What he discovered, though, was that he couldn’t mingle much with the huge crowd that was congregating next to a stage in front of Florida Hospital, the site of one of the 17 stops that SunRail will make as it brings passengers from Debary in Volusia County to Orlando and then on to Poinciana. In fact, Fraleigh said, he was told by security to stay away from the crowd, at least several feet from everyone else. He shrugged off the insult.
“I’ve got a backbone,” Fraleigh said. “If you notice, they made me stand back here.”
Looking at the huge crowd in front of the stage, in an area roped off with participants passing by Orlando Police officers on their way in, Fraleigh shrugged and said, “They call that the VIP zone – and I’m a very important person, too.”
The reason he got pushed away from the crowd, Fraleigh said, is that he showed up with the wrong message. Most of the people attending Monday’s Community Kickoff press conference were there to applaud as Mayor Buddy Dyer, U.S. Transportation Secretary Ray LaHood, U.S. Rep. John Mica and Orange County Mayor Teresa Jacobs praised the jobs and economic development that they expect SunRail to bring to the region.
Fraleigh, though, had a very different message, indeed, one highlighted by a sign he held up that read “Have a Brain – No Train.”
The taxpayers, he warned, were going to be the big losers in the long run, when SunRail gets built, since he expects few if any commuters will bother to climb on board. He also predicted that the four counties hosting it – Orange, Osceola, Seminole and Volusia – get stuck with the long-term maintenance costs of operating it.
“It’s like the Mount Dora dinner train,” Fraleigh said. “They ran that. Where is it now?”
Like most other trains in Florida, he said – either no longer operating, or struggling financially.
“Look at all the tracks around Florida that went bust,” Fraleigh said. “This is going to be like all of those.”

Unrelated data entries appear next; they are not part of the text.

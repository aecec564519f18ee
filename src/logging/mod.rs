//! Structured JSON logging for console and cycle summaries.

mod format;

pub use format::{AssessmentLine, StructuredLogger};
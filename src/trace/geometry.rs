//! Pure trace geometry: axis bounds, point projection, endpoint status.

use crate::history::ScoreObservation;

/// Inner margin between the polyline and the surface edge, in layout units.
pub const PAD: f32 = 15.0;

/// Reference band for the vertical axis. The scale always spans at least
/// [-0.2, 0.8] so in-range score changes keep a stable visual scale; data
/// outside the band widens it.
pub const BAND_MIN: f64 = -0.2;
pub const BAND_MAX: f64 = 0.8;

/// Projected polyline for one asset's history.
#[derive(Debug, Clone, PartialEq)]
pub struct TraceGeometry {
    /// Vertical bounds after widening for out-of-band scores.
    pub min_val: f64,
    pub max_val: f64,
    /// Surface points in layout units, insertion order.
    pub points: Vec<(f32, f32)>,
    /// Anomaly flag of the most recent observation; the whole line takes
    /// this status color.
    pub last_is_anomaly: bool,
}

fn vertical_bounds(scores: &[f64]) -> (f64, f64) {
    let mut min_val = BAND_MIN;
    let mut max_val = BAND_MAX;
    for s in scores {
        min_val = min_val.min(*s);
        max_val = max_val.max(*s);
    }
    (min_val, max_val)
}

/// Project an asset's observations onto a `width` x `height` layout box.
///
/// Points are spaced evenly by index, categorical steps rather than
/// timestamps. The y axis is linear between the bounds and inverted so
/// higher scores sit higher on the surface. Fewer than two points cannot
/// define a trend line and yield `None`.
pub fn trace_geometry(
    points: &[&ScoreObservation],
    width: f32,
    height: f32,
) -> Option<TraceGeometry> {
    if points.len() < 2 {
        return None;
    }
    let last = points.last()?;

    let scores: Vec<f64> = points.iter().map(|p| p.score.value()).collect();
    let (min_val, max_val) = vertical_bounds(&scores);
    let range = max_val - min_val;

    let span_x = width - PAD * 2.0;
    let span_y = height - PAD * 2.0;
    let last_index = (points.len() - 1) as f32;

    let projected = scores
        .iter()
        .enumerate()
        .map(|(i, score)| {
            let x = PAD + (i as f32 / last_index) * span_x;
            let y = height - PAD - ((score - min_val) / range) as f32 * span_y;
            (x, y)
        })
        .collect();

    Some(TraceGeometry {
        min_val,
        max_val,
        points: projected,
        last_is_anomaly: last.is_anomaly,
    })
}
//! Console configuration, loaded from a JSON file with full defaults.

use crate::risk::ModelMode;
use serde::{Deserialize, Serialize};

#[derive(Debug, Clone, Serialize, Deserialize)]
pub struct ConsoleConfig {
    /// Prediction service endpoint and timeouts
    pub service: ServiceConfig,
    /// Layout of the history trace surface
    pub trace: TraceConfig,
    /// Logging
    pub log: LogConfig,
    /// Model family used for analysis runs
    pub mode: ModelMode,
    /// Seconds between analysis cycles; 0 runs a single cycle and exits
    pub cycle_interval_secs: u64,
}

#[derive(Debug, Clone, Serialize, Deserialize)]
pub struct ServiceConfig {
    pub base_url: String,
    pub timeout_secs: u64,
    pub connect_timeout_secs: u64,
}

#[derive(Debug, Clone, Serialize, Deserialize)]
pub struct TraceConfig {
    /// Layout box of the trace surface, in layout units
    pub width: f32,
    pub height: f32,
    /// Backing store scale; 1.0 renders at layout resolution
    pub device_pixel_ratio: f32,
}

#[derive(Debug, Clone, Serialize, Deserialize)]
pub struct LogConfig {
    pub level: String,
    pub json: bool,
}

impl Default for ConsoleConfig {
    fn default() -> Self {
        Self {
            service: ServiceConfig::default(),
            trace: TraceConfig::default(),
            log: LogConfig::default(),
            mode: ModelMode::Unsupervised,
            cycle_interval_secs: 0,
        }
    }
}

impl Default for ServiceConfig {
    fn default() -> Self {
        Self {
            base_url: "http://127.0.0.1:8000".to_string(),
            timeout_secs: 15,
            connect_timeout_secs: 5,
        }
    }
}

impl Default for TraceConfig {
    fn default() -> Self {
        Self {
            width: 640.0,
            height: 240.0,
            device_pixel_ratio: 1.0,
        }
    }
}

impl Default for LogConfig {
    fn default() -> Self {
        Self {
            level: "info".to_string(),
            json: true,
        }
    }
}

impl ConsoleConfig {
    /// Load from JSON file if present; otherwise return default
    pub fn load(path: &std::path::Path) -> Self {
        if path.exists() {
            if let Ok(data) = std::fs::read_to_string(path) {
                if let Ok(c) = serde_json::from_str::<ConsoleConfig>(&data) {
                    return c;
                }
            }
        }
        Self::default()
    }
}
//! History trace rendering: pure geometry plus a raster surface.

mod geometry;
mod render;
mod surface;

pub use geometry::{trace_geometry, TraceGeometry, BAND_MAX, BAND_MIN, PAD};
pub use render::{render, STROKE_ANOMALY, STROKE_HEALTHY, STROKE_WIDTH};
pub use surface::{Color, TraceSurface};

For the past few years, supporters and opponents of train systems have been duking it out across the region, with proponents insisting that trains prodive alternative means of transportation that reenergize the regional economy and bring thousands of jobs here, while opponents see these systems as lead balloons that will saddle taxpayers with high long term maintenance costs to support empty trains in a state where the car is still king.

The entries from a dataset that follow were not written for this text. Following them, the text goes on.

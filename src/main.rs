//! Aurora console entrypoint: probes the prediction service, then runs one
//! analysis cycle or a daemon loop over the fixed asset roster. Each completed
//! prediction updates the asset, appends to the session history, and redraws
//! that asset's trace.

use aurora_console::{
    config::ConsoleConfig,
    history::{HistoryBuffer, ScoreObservation},
    logging::{AssessmentLine, StructuredLogger},
    risk::{Insight, ModelMode, TaggedScore},
    service::PredictClient,
    telemetry::{format_display_time, Roster},
    trace::{render, TraceSurface},
};
use chrono::Utc;
use std::time::Duration;
use tracing::{info, warn};

fn run_one_cycle(
    client: &PredictClient,
    mode: ModelMode,
    roster: &mut Roster,
    history: &mut HistoryBuffer,
    surface: &mut TraceSurface,
) {
    for asset in roster.iter_mut() {
        match client.predict(mode, &asset.reading) {
            Ok(response) => {
                let now = Utc::now();
                asset.apply_prediction(mode, &response, now);
                history.append(ScoreObservation {
                    timestamp: now,
                    score: TaggedScore::new(mode, response.anomaly_score),
                    is_anomaly: response.anomalous(),
                    asset_id: asset.id.clone(),
                });
                render(surface, history, &asset.id);

                let assessment = asset.assessment();
                if assessment.insight != Insight::NormalEnvelope {
                    info!(
                        asset_id = %asset.id,
                        risk_percent = assessment.risk_percent,
                        insight = assessment.insight.text(),
                        "risk assessment"
                    );
                }
            }
            Err(e) => {
                warn!(asset_id = %asset.id, error = %e, "analysis engine offline; no new observation");
            }
        }
    }
}

fn emit_summary(roster: &Roster) {
    let mut out = std::io::stdout();
    for asset in roster.iter() {
        let assessment = asset.assessment();
        let analysis = asset.analysis.as_ref();
        let line = AssessmentLine {
            asset_id: &asset.id,
            name: &asset.name,
            probe_id: &asset.probe_id,
            risk_percent: assessment.risk_percent,
            insight: assessment.insight.text(),
            checked: format_display_time(asset.last_checked()),
            is_anomaly: analysis.map(|a| a.is_anomaly),
            failure_probability: asset.failure_probability,
            cluster_name: analysis
                .and_then(|a| a.cluster.as_ref())
                .and_then(|c| c.name.as_deref()),
        };
        StructuredLogger::emit_json(&line, &mut out);
    }
}

fn main() -> Result<(), Box<dyn std::error::Error + Send + Sync>> {
    let config_path = std::env::var("AURORA_CONFIG_PATH")
        .map(std::path::PathBuf::from)
        .unwrap_or_else(|_| std::path::PathBuf::from("config.json"));
    let config = ConsoleConfig::load(&config_path);

    StructuredLogger::init(&config.log);

    info!(base_url = %config.service.base_url, mode = config.mode.as_str(), "aurora console starting");

    let client = PredictClient::new(&config.service)?;
    match client.health() {
        Ok(status) => info!(
            status = %status.status,
            unsupervised = status.unsupervised_model_loaded,
            supervised = status.supervised_model_loaded,
            "system connected"
        ),
        Err(e) => warn!(error = %e, "system disconnected"),
    }

    let mut roster = Roster::default();
    let mut history = HistoryBuffer::default();
    let mut surface = TraceSurface::new(
        config.trace.width,
        config.trace.height,
        config.trace.device_pixel_ratio,
    );

    let interval_secs = config.cycle_interval_secs;
    let run_daemon = interval_secs > 0;

    if run_daemon {
        info!(interval_secs, "daemon mode (Ctrl+C to stop)");
        static STOP: std::sync::atomic::AtomicBool = std::sync::atomic::AtomicBool::new(false);
        let _ = ctrlc::set_handler(|| {
            STOP.store(true, std::sync::atomic::Ordering::Relaxed);
        });
        let mut cycle: u64 = 0;
        while !STOP.load(std::sync::atomic::Ordering::Relaxed) {
            cycle += 1;
            run_one_cycle(&client, config.mode, &mut roster, &mut history, &mut surface);
            tracing::debug!(cycle, buffered = history.len(), "cycle complete");
            for _ in 0..(interval_secs as u32) {
                if STOP.load(std::sync::atomic::Ordering::Relaxed) {
                    break;
                }
                std::thread::sleep(Duration::from_secs(1));
            }
        }
        info!("aurora console stopping");
    } else {
        run_one_cycle(&client, config.mode, &mut roster, &mut history, &mut surface);
        emit_summary(&roster);
        info!("analysis cycle complete");
    }

    Ok(())
}
impl RegisterFilter {
    pub fn matches(&self, t: &Transaction) -> bool {
        if self.method.is_some_and(|m| m != t.method) {
            return false;
        }
        if self.fellowship.is_some_and(|f| f != t.fellowship) {
            return false;
        }
        if self.member_id.as_deref().is_some_and(|id| id != t.member_id) {
            return false;
        }
        if self.min_amount.is_some_and(|min| t.amount < min) {
            return false;
        }
        if self.max_amount.is_some_and(|max| t.amount > max) {
            return false;
        }
        if self.from.is_some() || self.to.is_some() {
            let Some(day) = calendar::date_of(&t.timestamp) else {
                return false;
            };
            if self.from.is_some_and(|from| day < from) || self.to.is_some_and(|to| day > to) {
                return false;
            }
        }
        true
    }
}

#[derive(Debug)]
pub struct Page<'a, T> {
    pub items: Vec<&'a T>,
    pub page: usize,
    pub total_items: usize,
    pub total_pages: usize,
}

pub struct Ledger {
    conn: Connection,
    members: Vec<Member>,
    transactions: Vec<Transaction>,
    batches: Vec<Batch>,
}
//! Row-set access to the `members`, `transactions` and `batches` tables.
//!
//! Columns are flat snake_case; every read goes through a `*_from_row` mapper and
//! every write binds struct fields explicitly, so the domain structs never see
//! raw column values.

use std::str::FromStr;

use rusqlite::types::Type;
use rusqlite::{params, Connection, OptionalExtension, Row};

use crate::error::Result;
use crate::models::{Batch, Member, Transaction};

const MEMBER_COLUMNS: &str = "id, name, phone, fellowship, status, ytd_total, last_gift_date";
const TRANSACTION_COLUMNS: &str = "id, batch_id, member_id, member_name, fellowship, amount, method, \
     timestamp, officer_id, officer_name";
const BATCH_COLUMNS: &str = "id, date, status, total_system, total_cash, variance, finalized_by";

fn parse_col<T>(row: &Row, idx: usize) -> rusqlite::Result<T>
where
    T: FromStr,
    T::Err: std::fmt::Display,
{
    let raw: String = row.get(idx)?;
    raw.parse::<T>().map_err(|e| {
        rusqlite::Error::FromSqlConversionFailure(idx, Type::Text, e.to_string().into())
    })
}

// ---------------------------------------------------------------------------
// Members
// ---------------------------------------------------------------------------

fn member_from_row(row: &Row) -> rusqlite::Result<Member> {
    Ok(Member {
        id: row.get(0)?,
        name: row.get(1)?,
        phone: row.get(2)?,
        fellowship: parse_col(row, 3)?,
        status: parse_col(row, 4)?,
        ytd_total: row.get(5)?,
        last_gift_date: row.get(6)?,
    })
}

/// All members in insertion order.
pub fn list_members(conn: &Connection) -> Result<Vec<Member>> {
    let mut stmt = conn.prepare(&format!("SELECT {MEMBER_COLUMNS} FROM members ORDER BY rowid"))?;
    let rows = stmt.query_map([], member_from_row)?;
    Ok(rows.collect::<std::result::Result<Vec<_>, _>>()?)
}

pub fn get_member(conn: &Connection, id: &str) -> Result<Option<Member>> {
    Ok(conn
        .query_row(
            &format!("SELECT {MEMBER_COLUMNS} FROM members WHERE id = ?1"),
            [id],
            member_from_row,
        )
        .optional()?)
}

pub fn insert_member(conn: &Connection, m: &Member) -> Result<()> {
    conn.execute(
        "INSERT INTO members (id, name, phone, fellowship, status, ytd_total, last_gift_date) \
         VALUES (?1, ?2, ?3, ?4, ?5, ?6, ?7)",
        params![
            m.id,
            m.name,
            m.phone,
            m.fellowship.name(),
            m.status.as_str(),
            m.ytd_total,
            m.last_gift_date
        ],
    )?;
    Ok(())
}

/// Insert or overwrite by id. The row keeps its original position in `list_members`.
pub fn upsert_member(conn: &Connection, m: &Member) -> Result<()> {
    conn.execute(
        "INSERT INTO members (id, name, phone, fellowship, status, ytd_total, last_gift_date) \
         VALUES (?1, ?2, ?3, ?4, ?5, ?6, ?7) \
         ON CONFLICT(id) DO UPDATE SET name = excluded.name, phone = excluded.phone, \
         fellowship = excluded.fellowship, status = excluded.status, \
         ytd_total = excluded.ytd_total, \
         last_gift_date = COALESCE(excluded.last_gift_date, members.last_gift_date)",
        params![
            m.id,
            m.name,
            m.phone,
            m.fellowship.name(),
            m.status.as_str(),
            m.ytd_total,
            m.last_gift_date
        ],
    )?;
    Ok(())
}

pub fn update_member(conn: &Connection, m: &Member) -> Result<usize> {
    Ok(conn.execute(
        "UPDATE members SET name = ?2, phone = ?3, fellowship = ?4, status = ?5, \
         ytd_total = ?6, last_gift_date = ?7 WHERE id = ?1",
        params![
            m.id,
            m.name,
            m.phone,
            m.fellowship.name(),
            m.status.as_str(),
            m.ytd_total,
            m.last_gift_date
        ],
    )?)
}

pub fn set_member_ytd(
    conn: &Connection,
    id: &str,
    ytd_total: f64,
    last_gift_date: Option<&str>,
) -> Result<usize> {
    Ok(conn.execute(
        "UPDATE members SET ytd_total = ?2, last_gift_date = COALESCE(?3, last_gift_date) WHERE id = ?1",
        params![id, ytd_total, last_gift_date],
    )?)
}

/// Deletes the member; its transactions go with it (ON DELETE CASCADE).
pub fn delete_member(conn: &Connection, id: &str) -> Result<usize> {
    Ok(conn.execute("DELETE FROM members WHERE id = ?1", [id])?)
}

// ---------------------------------------------------------------------------
// Transactions
// ---------------------------------------------------------------------------

fn transaction_from_row(row: &Row) -> rusqlite::Result<Transaction> {
    Ok(Transaction {
        id: row.get(0)?,
        batch_id: row.get(1)?,
        member_id: row.get(2)?,
        member_name: row.get(3)?,
        fellowship: parse_col(row, 4)?,
        amount: row.get(5)?,
        method: parse_col(row, 6)?,
        timestamp: row.get(7)?,
        officer_id: row.get(8)?,
        officer_name: row.get(9)?,
    })
}

fn query_transactions(
    conn: &Connection,
    filter: &str,
    param: Option<&str>,
) -> Result<Vec<Transaction>> {
    let sql = format!("SELECT {TRANSACTION_COLUMNS} FROM transactions {filter} ORDER BY rowid");
    let mut stmt = conn.prepare(&sql)?;
    let rows = match param {
        Some(p) => stmt.query_map([p], transaction_from_row)?,
        None => stmt.query_map([], transaction_from_row)?,
    };
    Ok(rows.collect::<std::result::Result<Vec<_>, _>>()?)
}

/// All transactions, oldest write first.
pub fn list_transactions(conn: &Connection) -> Result<Vec<Transaction>> {
    query_transactions(conn, "", None)
}

pub fn transactions_for_member(conn: &Connection, member_id: &str) -> Result<Vec<Transaction>> {
    query_transactions(conn, "WHERE member_id = ?1", Some(member_id))
}

pub fn transactions_for_batch(conn: &Connection, batch_id: &str) -> Result<Vec<Transaction>> {
    query_transactions(conn, "WHERE batch_id = ?1", Some(batch_id))
}

pub fn insert_transaction(conn: &Connection, t: &Transaction) -> Result<()> {
    conn.execute(
        "INSERT INTO transactions (id, batch_id, member_id, member_name, fellowship, amount, method, \
         timestamp, officer_id, officer_name) VALUES (?1, ?2, ?3, ?4, ?5, ?6, ?7, ?8, ?9, ?10)",
        params![
            t.id,
            t.batch_id,
            t.member_id,
            t.member_name,
            t.fellowship.name(),
            t.amount,
            t.method.as_str(),
            t.timestamp,
            t.officer_id,
            t.officer_name
        ],
    )?;
    Ok(())
}

/// Insert or overwrite by id; used by import so re-imported cells replace themselves.
pub fn upsert_transaction(conn: &Connection, t: &Transaction) -> Result<()> {
    conn.execute(
        "INSERT INTO transactions (id, batch_id, member_id, member_name, fellowship, amount, method, \
         timestamp, officer_id, officer_name) VALUES (?1, ?2, ?3, ?4, ?5, ?6, ?7, ?8, ?9, ?10) \
         ON CONFLICT(id) DO UPDATE SET batch_id = excluded.batch_id, member_id = excluded.member_id, \
         member_name = excluded.member_name, fellowship = excluded.fellowship, \
         amount = excluded.amount, method = excluded.method, timestamp = excluded.timestamp, \
         officer_id = excluded.officer_id, officer_name = excluded.officer_name",
        params![
            t.id,
            t.batch_id,
            t.member_id,
            t.member_name,
            t.fellowship.name(),
            t.amount,
            t.method.as_str(),
            t.timestamp,
            t.officer_id,
            t.officer_name
        ],
    )?;
    Ok(())
}

pub fn delete_transaction(conn: &Connection, id: &str) -> Result<usize> {
    Ok(conn.execute("DELETE FROM transactions WHERE id = ?1", [id])?)
}

/// Move every transaction of `from` onto `to`, refreshing the denormalized name.
pub fn reassign_transactions(conn: &Connection, from: &str, to: &str) -> Result<usize> {
    Ok(conn.execute(
        "UPDATE transactions SET member_id = ?2, \
         member_name = COALESCE((SELECT name FROM members WHERE id = ?2), member_name) \
         WHERE member_id = ?1",
        params![from, to],
    )?)
}

// ---------------------------------------------------------------------------
// Batches
// ---------------------------------------------------------------------------

fn batch_from_row(row: &Row) -> rusqlite::Result<Batch> {
    Ok(Batch {
        id: row.get(0)?,
        date: row.get(1)?,
        status: parse_col(row, 2)?,
        total_system: row.get(3)?,
        total_cash: row.get(4)?,
        variance: row.get(5)?,
        finalized_by: row.get(6)?,
    })
}

pub fn list_batches(conn: &Connection) -> Result<Vec<Batch>> {
    let mut stmt = conn.prepare(&format!("SELECT {BATCH_COLUMNS} FROM batches ORDER BY rowid"))?;
    let rows = stmt.query_map([], batch_from_row)?;
    Ok(rows.collect::<std::result::Result<Vec<_>, _>>()?)
}

pub fn get_batch(conn: &Connection, id: &str) -> Result<Option<Batch>> {
    Ok(conn
        .query_row(
            &format!("SELECT {BATCH_COLUMNS} FROM batches WHERE id = ?1"),
            [id],
            batch_from_row,
        )
        .optional()?)
}

/// The OPEN or COUNTING batch, if any. Oldest wins should more than one exist.
pub fn find_active_batch(conn: &Connection) -> Result<Option<Batch>> {
    Ok(conn
        .query_row(
            &format!(
                "SELECT {BATCH_COLUMNS} FROM batches WHERE status IN ('OPEN', 'COUNTING') \
                 ORDER BY rowid LIMIT 1"
            ),
            [],
            batch_from_row,
        )
        .optional()?)
}

pub fn upsert_batch(conn: &Connection, b: &Batch) -> Result<()> {
    conn.execute(
        "INSERT INTO batches (id, date, status, total_system, total_cash, variance, finalized_by) \
         VALUES (?1, ?2, ?3, ?4, ?5, ?6, ?7) \
         ON CONFLICT(id) DO UPDATE SET date = excluded.date, status = excluded.status, \
         total_system = excluded.total_system, total_cash = excluded.total_cash, \
         variance = excluded.variance, finalized_by = excluded.finalized_by",
        params![
            b.id,
            b.date,
            b.status.as_str(),
            b.total_system,
            b.total_cash,
            b.variance,
            b.finalized_by
        ],
    )?;
    Ok(())
}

So far this year, both sides have scored victories. First, Gov. Rick Scott rejected federal funding from the Obama administration’s stimulus package to help pay for a high speed train from Orlando to Tampa, which the governor said would be too costly for Florida taxpayers to support. The governor also said ridership was unlikely to be as strong as the supporters were claiming, providing a key victory for rail opponents like Fraleigh.
But earlier this month, the governor signed on to SunRail, after sending his transportation secretary, Ananth Prasad, to host a series of public workshops on the project. Monday’s Community Kickoff was an opportunity for supporters to cheer the final approval of SunRail, and to welcome a check from LaHood for $50 million from the federal government to help get the construction work started.

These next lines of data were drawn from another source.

use std::collections::HashMap;
use std::path::{Path, PathBuf};

use chrono::{Datelike, NaiveDate};
use rust_xlsxwriter::{Color, Format, FormatAlign, Workbook};
use tracing::{debug, info};

use crate::calendar::{self, MONTHS, WEEKS_PER_MONTH};
use crate::error::Result;
use crate::fellowship::{Fellowship, ALL_FELLOWSHIPS};
use crate::models::{Member, Transaction};

const FIRST_WEEK_COL: u16 = 2;

pub fn default_export_path(data_dir: &Path, year: i32) -> PathBuf {
    data_dir.join("exports").join(format!("Tithing_Report_{year}.xlsx"))
}

/// One (month, week) column of the sheet and the Sunday it stands for.
#[derive(Debug, Clone)]
struct WeekSlot {
    col: u16,
    date: NaiveDate,
    /// A week 5 that falls in the next month shares its Sunday with that month's
    /// week 1. Only one of the two columns may carry the amount.
    writes: bool,
}

fn week_slots(year: i32) -> Result<Vec<WeekSlot>> {
    let mut slots = Vec::with_capacity(MONTHS.len() * WEEKS_PER_MONTH as usize);
    let mut col = FIRST_WEEK_COL;
    for month in 1..=MONTHS.len() as u32 {
        for week in 1..=WEEKS_PER_MONTH {
            let date = calendar::sunday_date(year, month, week)?;
            let spills = date.month() != month;
            slots.push(WeekSlot {
                col,
                date,
                writes: !spills || month == 12,
            });
            col += 1;
        }
    }
    Ok(slots)
}

fn tab_color(fellowship: Fellowship) -> Color {
    let hex = fellowship.color_hex().trim_start_matches('#');
    Color::RGB(u32::from_str_radix(hex, 16).unwrap_or(0))
}

#[derive(Debug, Default, PartialEq)]
pub struct ExportSummary {
    pub sheets: usize,
    pub members: usize,
    pub cells: usize,
    pub total: f64,
}

/// Write the year's collection workbook: one sheet per fellowship, members by
/// name, month labels merged over their five week columns.
pub fn export_workbook(
    members: &[Member],
    transactions: &[Transaction],
    year: i32,
    path: &Path,
) -> Result<ExportSummary> {
    let slots = week_slots(year)?;

    // member id -> date -> summed amount
    let mut by_member: HashMap<&str, HashMap<&str, f64>> = HashMap::new();
    for t in transactions {
        *by_member
            .entry(t.member_id.as_str())
            .or_default()
            .entry(t.date())
            .or_default() += t.amount;
    }

    let header = Format::new().set_bold();
    let month_header = Format::new().set_bold().set_align(FormatAlign::Center);
    let ytd_col = FIRST_WEEK_COL + slots.len() as u16;

    let mut workbook = Workbook::new();
    let mut summary = ExportSummary::default();

    for fellowship in ALL_FELLOWSHIPS {
        let mut rows: Vec<&Member> = members.iter().filter(|m| m.fellowship == fellowship).collect();
        rows.sort_by(|a, b| {
            a.name
                .to_lowercase()
                .cmp(&b.name.to_lowercase())
                .then_with(|| a.name.cmp(&b.name))
        });

        let sheet = workbook.add_worksheet();
        sheet.set_name(fellowship.name())?;
        sheet.set_tab_color(tab_color(fellowship));
        sheet.write_string_with_format(1, 0, "MEMBER NAME", &header)?;
        sheet.write_string_with_format(1, 1, "CONTACT", &header)?;
        for (i, month) in MONTHS.iter().enumerate() {
            let first = FIRST_WEEK_COL + (i as u16) * WEEKS_PER_MONTH as u16;
            sheet.merge_range(0, first, 0, first + WEEKS_PER_MONTH as u16 - 1, month, &month_header)?;
            for w in 0..WEEKS_PER_MONTH as u16 {
                sheet.write_string_with_format(1, first + w, &format!("WEEK {}", w + 1), &header)?;
            }
        }
        sheet.write_string_with_format(1, ytd_col, "YEAR TO DATE TOTAL", &header)?;
        sheet.set_column_width(0, 28)?;
        sheet.set_column_width(1, 14)?;

        for (i, m) in rows.iter().enumerate() {
            let row = 2 + i as u32;
            sheet.write_string(row, 0, &m.name)?;
            sheet.write_string(row, 1, &m.phone)?;
            if let Some(days) = by_member.get(m.id.as_str()) {
                for slot in slots.iter().filter(|s| s.writes) {
                    let key = slot.date.format("%Y-%m-%d").to_string();
                    let amount = days.get(key.as_str()).copied().unwrap_or(0.0);
                    if amount > 0.0 {
                        sheet.write_number(row, slot.col, amount)?;
                        summary.cells += 1;
                        summary.total += amount;
                    }
                }
            }
            sheet.write_number(row, ytd_col, m.ytd_total)?;
        }
        debug!(fellowship = %fellowship, members = rows.len(), "sheet written");
        summary.members += rows.len();
        summary.sheets += 1;
    }

    if let Some(parent) = path.parent().filter(|p| !p.as_os_str().is_empty()) {
        std::fs::create_dir_all(parent)?;
    }
    workbook.save(path)?;
    info!(path = %path.display(), members = summary.members, cells = summary.cells, "workbook exported");
    Ok(summary)
}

Dyer, a strong supporter of the rail line and the chairman of the Central Florida Commuter Rail Commission, acknowledged it had been a long, tough battle to get SunRail approved.
“When I took that job, I thought it was a quick lap around the Florida Legislature,” the mayor said. “It turned out to be a bit longer than that.”
But opponents like Fraleigh still think the state is making a costly mistake, and they’re not shy about saying so.
“We’re not a dense enough population to support this train,” he said. “I’ve never supported it. It’s going to ruin our Lynx bus system as we know it now. You can’t have funds going to both of them.”
So during the Community Kickoff, Fraleigh stayed several feet from the crowd, talking to anyone who wanted to hear his views on the projects.
“I’ll stand back here and I’ll still smile,” he said, “and I’ll still hold my sign.”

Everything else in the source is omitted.